[EXERCISE MATERIALS]:
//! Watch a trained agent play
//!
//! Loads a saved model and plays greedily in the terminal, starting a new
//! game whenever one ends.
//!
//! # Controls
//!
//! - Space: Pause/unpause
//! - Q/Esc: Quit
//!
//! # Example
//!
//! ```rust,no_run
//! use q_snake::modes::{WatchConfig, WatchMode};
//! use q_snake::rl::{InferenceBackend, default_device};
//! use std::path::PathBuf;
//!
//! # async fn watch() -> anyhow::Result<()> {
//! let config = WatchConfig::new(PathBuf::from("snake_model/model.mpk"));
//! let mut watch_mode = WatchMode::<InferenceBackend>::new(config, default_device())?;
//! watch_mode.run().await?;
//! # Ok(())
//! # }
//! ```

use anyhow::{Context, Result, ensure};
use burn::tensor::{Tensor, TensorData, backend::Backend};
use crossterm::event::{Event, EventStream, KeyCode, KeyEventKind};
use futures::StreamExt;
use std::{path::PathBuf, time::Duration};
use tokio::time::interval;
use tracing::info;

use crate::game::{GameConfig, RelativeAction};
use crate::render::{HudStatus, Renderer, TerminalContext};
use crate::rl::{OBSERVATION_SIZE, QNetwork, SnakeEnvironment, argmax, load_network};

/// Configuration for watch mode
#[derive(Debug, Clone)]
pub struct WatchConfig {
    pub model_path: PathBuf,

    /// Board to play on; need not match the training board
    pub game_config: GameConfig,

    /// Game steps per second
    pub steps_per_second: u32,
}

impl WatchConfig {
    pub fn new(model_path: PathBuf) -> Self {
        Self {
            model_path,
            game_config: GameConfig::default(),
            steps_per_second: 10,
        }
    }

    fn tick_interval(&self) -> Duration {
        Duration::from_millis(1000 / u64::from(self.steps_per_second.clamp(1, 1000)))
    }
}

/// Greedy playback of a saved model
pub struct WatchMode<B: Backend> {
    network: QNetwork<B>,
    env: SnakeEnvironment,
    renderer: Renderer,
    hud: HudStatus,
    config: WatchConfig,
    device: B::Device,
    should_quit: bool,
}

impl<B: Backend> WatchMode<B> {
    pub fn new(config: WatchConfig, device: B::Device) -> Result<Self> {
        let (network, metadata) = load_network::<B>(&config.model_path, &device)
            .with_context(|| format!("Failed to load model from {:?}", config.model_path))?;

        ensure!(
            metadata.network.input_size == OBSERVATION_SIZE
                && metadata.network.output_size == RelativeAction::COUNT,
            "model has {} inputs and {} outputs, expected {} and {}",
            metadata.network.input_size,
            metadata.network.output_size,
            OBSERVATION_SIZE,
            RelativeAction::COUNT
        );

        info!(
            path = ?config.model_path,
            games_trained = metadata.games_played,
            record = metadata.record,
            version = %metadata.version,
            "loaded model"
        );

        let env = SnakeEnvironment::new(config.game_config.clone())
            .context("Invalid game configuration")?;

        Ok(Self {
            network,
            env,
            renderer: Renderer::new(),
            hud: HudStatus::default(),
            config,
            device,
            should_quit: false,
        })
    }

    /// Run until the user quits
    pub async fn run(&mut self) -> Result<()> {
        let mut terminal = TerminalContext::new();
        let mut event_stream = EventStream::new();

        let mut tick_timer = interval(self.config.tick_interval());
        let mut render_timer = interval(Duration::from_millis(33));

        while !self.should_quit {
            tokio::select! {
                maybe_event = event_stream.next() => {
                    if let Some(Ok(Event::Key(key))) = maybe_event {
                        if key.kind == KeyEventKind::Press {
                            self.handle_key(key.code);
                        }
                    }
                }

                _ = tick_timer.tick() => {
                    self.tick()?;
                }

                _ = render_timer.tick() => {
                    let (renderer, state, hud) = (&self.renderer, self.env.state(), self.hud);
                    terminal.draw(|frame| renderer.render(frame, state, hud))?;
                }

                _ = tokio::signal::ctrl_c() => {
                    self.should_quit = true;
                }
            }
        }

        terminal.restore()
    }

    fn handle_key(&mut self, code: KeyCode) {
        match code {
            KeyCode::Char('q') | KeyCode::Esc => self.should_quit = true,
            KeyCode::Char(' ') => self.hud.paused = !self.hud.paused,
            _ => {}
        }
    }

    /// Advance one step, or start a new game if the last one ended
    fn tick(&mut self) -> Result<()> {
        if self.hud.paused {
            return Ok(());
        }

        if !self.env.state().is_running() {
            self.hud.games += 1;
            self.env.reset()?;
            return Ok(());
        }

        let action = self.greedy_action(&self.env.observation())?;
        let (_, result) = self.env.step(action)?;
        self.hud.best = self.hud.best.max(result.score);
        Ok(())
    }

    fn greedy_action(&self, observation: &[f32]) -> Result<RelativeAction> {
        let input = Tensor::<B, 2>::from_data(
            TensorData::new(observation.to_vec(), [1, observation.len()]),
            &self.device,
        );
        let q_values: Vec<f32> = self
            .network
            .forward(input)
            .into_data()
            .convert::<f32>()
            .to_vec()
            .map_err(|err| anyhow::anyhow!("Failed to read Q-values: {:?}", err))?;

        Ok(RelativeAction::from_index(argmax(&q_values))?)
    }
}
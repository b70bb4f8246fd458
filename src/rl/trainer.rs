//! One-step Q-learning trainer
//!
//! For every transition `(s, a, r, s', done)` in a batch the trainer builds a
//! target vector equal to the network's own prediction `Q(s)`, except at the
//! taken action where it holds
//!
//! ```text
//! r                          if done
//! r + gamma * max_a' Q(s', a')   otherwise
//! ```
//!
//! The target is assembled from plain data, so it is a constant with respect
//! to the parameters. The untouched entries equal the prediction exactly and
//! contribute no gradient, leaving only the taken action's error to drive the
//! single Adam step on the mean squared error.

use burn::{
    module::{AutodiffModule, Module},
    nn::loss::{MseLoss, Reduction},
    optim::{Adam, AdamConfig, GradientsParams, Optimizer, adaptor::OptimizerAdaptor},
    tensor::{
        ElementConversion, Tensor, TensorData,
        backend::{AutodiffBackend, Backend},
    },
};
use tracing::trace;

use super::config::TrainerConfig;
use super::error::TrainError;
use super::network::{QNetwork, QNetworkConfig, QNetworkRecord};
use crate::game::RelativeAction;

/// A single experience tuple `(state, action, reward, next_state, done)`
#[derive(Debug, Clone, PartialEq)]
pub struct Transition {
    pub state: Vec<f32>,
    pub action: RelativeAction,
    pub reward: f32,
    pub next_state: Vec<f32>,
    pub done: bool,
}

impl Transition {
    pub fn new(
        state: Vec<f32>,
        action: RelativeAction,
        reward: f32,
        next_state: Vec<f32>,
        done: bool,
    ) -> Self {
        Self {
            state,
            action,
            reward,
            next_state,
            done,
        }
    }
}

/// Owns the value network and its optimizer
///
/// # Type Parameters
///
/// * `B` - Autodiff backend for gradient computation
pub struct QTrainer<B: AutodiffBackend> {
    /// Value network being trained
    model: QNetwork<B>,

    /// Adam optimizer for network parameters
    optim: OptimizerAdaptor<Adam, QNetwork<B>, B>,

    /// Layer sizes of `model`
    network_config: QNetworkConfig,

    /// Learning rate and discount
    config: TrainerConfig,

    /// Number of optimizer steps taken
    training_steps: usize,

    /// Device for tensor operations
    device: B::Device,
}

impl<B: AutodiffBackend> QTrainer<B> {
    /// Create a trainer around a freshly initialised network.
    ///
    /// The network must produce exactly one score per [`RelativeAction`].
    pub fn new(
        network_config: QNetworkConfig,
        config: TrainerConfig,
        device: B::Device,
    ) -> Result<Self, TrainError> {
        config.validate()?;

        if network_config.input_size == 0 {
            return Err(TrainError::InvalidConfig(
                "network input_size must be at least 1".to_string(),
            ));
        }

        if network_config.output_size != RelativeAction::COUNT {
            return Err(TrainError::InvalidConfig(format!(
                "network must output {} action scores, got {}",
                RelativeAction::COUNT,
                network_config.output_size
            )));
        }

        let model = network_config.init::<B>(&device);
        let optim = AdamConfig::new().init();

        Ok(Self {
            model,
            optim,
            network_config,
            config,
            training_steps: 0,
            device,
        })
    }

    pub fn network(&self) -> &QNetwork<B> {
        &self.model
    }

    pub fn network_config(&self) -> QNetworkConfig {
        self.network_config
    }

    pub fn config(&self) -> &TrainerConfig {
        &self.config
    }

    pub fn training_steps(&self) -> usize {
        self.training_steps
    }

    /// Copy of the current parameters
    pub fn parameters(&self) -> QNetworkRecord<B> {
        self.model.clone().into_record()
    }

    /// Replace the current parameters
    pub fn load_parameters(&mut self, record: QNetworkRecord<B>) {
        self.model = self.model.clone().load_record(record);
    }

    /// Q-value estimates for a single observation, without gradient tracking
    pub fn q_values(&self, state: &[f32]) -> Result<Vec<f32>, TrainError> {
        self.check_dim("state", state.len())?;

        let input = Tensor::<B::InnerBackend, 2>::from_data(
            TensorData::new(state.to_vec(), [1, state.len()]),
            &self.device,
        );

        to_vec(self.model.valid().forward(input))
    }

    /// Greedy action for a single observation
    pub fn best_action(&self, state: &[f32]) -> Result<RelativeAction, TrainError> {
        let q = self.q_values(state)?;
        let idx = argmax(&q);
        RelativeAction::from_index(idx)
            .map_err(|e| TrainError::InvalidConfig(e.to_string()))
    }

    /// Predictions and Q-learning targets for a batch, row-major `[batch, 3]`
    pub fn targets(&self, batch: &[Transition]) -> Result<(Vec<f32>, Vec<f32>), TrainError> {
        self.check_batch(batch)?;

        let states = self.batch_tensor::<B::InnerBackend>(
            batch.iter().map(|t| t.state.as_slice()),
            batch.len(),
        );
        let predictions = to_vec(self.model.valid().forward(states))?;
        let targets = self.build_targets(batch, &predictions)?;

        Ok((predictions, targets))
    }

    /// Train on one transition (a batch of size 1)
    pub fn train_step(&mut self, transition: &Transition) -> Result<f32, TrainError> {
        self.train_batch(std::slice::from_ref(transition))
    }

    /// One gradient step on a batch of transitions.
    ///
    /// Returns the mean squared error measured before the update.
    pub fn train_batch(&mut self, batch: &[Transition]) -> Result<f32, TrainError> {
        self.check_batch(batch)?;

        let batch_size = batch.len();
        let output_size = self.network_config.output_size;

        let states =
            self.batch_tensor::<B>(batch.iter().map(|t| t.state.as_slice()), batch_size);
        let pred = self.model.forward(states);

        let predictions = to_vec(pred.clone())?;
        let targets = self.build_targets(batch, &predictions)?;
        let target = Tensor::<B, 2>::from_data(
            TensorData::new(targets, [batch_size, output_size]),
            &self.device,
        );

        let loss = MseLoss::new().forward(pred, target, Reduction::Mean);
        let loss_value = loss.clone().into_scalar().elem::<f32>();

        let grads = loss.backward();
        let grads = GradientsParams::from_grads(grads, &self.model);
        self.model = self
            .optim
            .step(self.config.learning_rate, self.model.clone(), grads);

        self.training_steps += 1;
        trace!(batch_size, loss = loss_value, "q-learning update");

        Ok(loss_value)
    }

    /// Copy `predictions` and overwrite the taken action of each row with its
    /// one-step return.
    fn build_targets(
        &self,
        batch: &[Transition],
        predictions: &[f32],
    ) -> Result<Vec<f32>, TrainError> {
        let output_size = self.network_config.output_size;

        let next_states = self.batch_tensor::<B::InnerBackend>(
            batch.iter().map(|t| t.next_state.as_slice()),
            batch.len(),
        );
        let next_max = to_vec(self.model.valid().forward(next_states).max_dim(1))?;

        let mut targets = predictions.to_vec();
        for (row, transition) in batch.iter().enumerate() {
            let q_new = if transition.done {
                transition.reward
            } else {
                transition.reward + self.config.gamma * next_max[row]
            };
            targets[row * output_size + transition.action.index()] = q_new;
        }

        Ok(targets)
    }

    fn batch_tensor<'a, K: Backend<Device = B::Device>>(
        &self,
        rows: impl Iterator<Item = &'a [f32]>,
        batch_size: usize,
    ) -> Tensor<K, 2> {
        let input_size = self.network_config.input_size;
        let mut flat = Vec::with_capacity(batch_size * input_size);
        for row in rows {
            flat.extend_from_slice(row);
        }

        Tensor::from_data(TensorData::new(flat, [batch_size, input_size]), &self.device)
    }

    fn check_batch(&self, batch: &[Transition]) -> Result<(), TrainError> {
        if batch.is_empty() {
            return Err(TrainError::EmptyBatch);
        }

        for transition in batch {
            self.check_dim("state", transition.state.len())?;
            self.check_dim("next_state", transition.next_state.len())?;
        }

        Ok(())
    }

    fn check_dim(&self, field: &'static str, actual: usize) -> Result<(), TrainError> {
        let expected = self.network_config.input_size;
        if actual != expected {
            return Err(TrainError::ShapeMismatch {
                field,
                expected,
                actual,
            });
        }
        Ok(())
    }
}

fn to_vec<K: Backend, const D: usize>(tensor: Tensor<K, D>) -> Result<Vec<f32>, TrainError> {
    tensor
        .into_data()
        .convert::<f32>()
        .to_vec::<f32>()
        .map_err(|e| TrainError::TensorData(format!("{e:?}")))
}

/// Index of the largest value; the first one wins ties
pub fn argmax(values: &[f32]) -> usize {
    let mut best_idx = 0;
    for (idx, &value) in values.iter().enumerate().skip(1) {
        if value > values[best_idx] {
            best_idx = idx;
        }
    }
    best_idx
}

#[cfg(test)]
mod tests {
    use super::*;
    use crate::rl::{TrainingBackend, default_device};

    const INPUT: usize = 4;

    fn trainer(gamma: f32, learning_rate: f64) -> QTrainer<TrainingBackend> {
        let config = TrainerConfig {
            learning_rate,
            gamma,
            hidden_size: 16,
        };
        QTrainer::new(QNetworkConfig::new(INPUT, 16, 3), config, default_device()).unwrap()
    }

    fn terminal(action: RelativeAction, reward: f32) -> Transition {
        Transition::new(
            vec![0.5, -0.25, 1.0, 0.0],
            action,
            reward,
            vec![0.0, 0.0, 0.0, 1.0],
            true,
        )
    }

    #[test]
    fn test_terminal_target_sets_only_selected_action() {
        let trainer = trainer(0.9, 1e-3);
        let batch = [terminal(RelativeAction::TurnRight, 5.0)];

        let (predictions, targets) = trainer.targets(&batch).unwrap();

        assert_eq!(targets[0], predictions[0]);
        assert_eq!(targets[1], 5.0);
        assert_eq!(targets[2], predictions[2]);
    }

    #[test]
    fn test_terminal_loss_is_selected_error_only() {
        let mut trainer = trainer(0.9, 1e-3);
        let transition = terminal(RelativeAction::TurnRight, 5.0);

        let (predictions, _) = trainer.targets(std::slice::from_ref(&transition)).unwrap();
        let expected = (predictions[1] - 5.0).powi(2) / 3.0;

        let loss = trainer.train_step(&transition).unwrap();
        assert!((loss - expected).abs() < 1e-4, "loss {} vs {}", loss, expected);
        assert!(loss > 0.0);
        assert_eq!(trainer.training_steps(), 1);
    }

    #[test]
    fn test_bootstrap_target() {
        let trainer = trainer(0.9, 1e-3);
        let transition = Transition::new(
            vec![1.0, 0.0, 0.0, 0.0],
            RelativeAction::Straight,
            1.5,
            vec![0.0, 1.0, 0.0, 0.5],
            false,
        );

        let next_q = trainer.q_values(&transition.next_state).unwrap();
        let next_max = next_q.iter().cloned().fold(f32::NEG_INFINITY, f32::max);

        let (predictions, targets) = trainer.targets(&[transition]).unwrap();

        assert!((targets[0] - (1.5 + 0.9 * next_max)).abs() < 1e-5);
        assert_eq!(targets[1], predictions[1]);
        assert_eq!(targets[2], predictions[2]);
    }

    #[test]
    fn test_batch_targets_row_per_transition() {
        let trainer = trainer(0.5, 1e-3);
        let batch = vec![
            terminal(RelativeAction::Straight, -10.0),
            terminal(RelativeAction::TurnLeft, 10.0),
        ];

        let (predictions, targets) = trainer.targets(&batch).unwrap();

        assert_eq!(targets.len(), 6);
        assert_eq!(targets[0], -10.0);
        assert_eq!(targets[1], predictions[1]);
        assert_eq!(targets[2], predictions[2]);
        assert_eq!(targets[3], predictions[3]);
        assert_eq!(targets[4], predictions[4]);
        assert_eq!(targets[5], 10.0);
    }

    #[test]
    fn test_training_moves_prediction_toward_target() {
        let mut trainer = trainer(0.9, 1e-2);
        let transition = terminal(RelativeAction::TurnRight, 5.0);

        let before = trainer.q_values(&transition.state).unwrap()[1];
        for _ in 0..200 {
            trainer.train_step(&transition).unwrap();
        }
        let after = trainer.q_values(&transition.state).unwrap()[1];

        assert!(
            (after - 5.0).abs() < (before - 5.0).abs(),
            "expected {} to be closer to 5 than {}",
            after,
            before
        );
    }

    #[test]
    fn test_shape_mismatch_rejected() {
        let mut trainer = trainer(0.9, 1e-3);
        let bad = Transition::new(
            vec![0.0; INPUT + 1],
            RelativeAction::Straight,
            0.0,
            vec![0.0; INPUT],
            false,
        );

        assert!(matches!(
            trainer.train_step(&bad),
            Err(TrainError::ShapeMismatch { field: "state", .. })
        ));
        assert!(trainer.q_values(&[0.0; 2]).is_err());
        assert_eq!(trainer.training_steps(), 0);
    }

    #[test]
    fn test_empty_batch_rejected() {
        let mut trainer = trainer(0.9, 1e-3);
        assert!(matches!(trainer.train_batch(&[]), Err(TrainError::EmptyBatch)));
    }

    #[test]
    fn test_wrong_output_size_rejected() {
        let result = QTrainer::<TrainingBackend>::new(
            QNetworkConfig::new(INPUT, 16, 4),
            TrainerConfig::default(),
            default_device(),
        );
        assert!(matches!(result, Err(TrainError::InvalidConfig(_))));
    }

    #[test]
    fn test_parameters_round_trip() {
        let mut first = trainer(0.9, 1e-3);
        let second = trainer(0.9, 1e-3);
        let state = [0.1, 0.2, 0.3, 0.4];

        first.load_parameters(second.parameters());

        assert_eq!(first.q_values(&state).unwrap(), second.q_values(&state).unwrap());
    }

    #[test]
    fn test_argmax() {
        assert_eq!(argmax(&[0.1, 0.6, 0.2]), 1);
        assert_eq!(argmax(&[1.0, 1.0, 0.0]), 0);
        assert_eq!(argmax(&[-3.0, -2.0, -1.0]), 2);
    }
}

[PROMPT]: Above are the records; copy exactly the lines from the one with "assert_eq!(argmax(&[1.0, 1.0, 0.0]), 0);" through the final line.

[EXPECTED OUTPUT]:
        assert_eq!(argmax(&[1.0, 1.0, 0.0]), 0);
        assert_eq!(argmax(&[-3.0, -2.0, -1.0]), 2);
    }
}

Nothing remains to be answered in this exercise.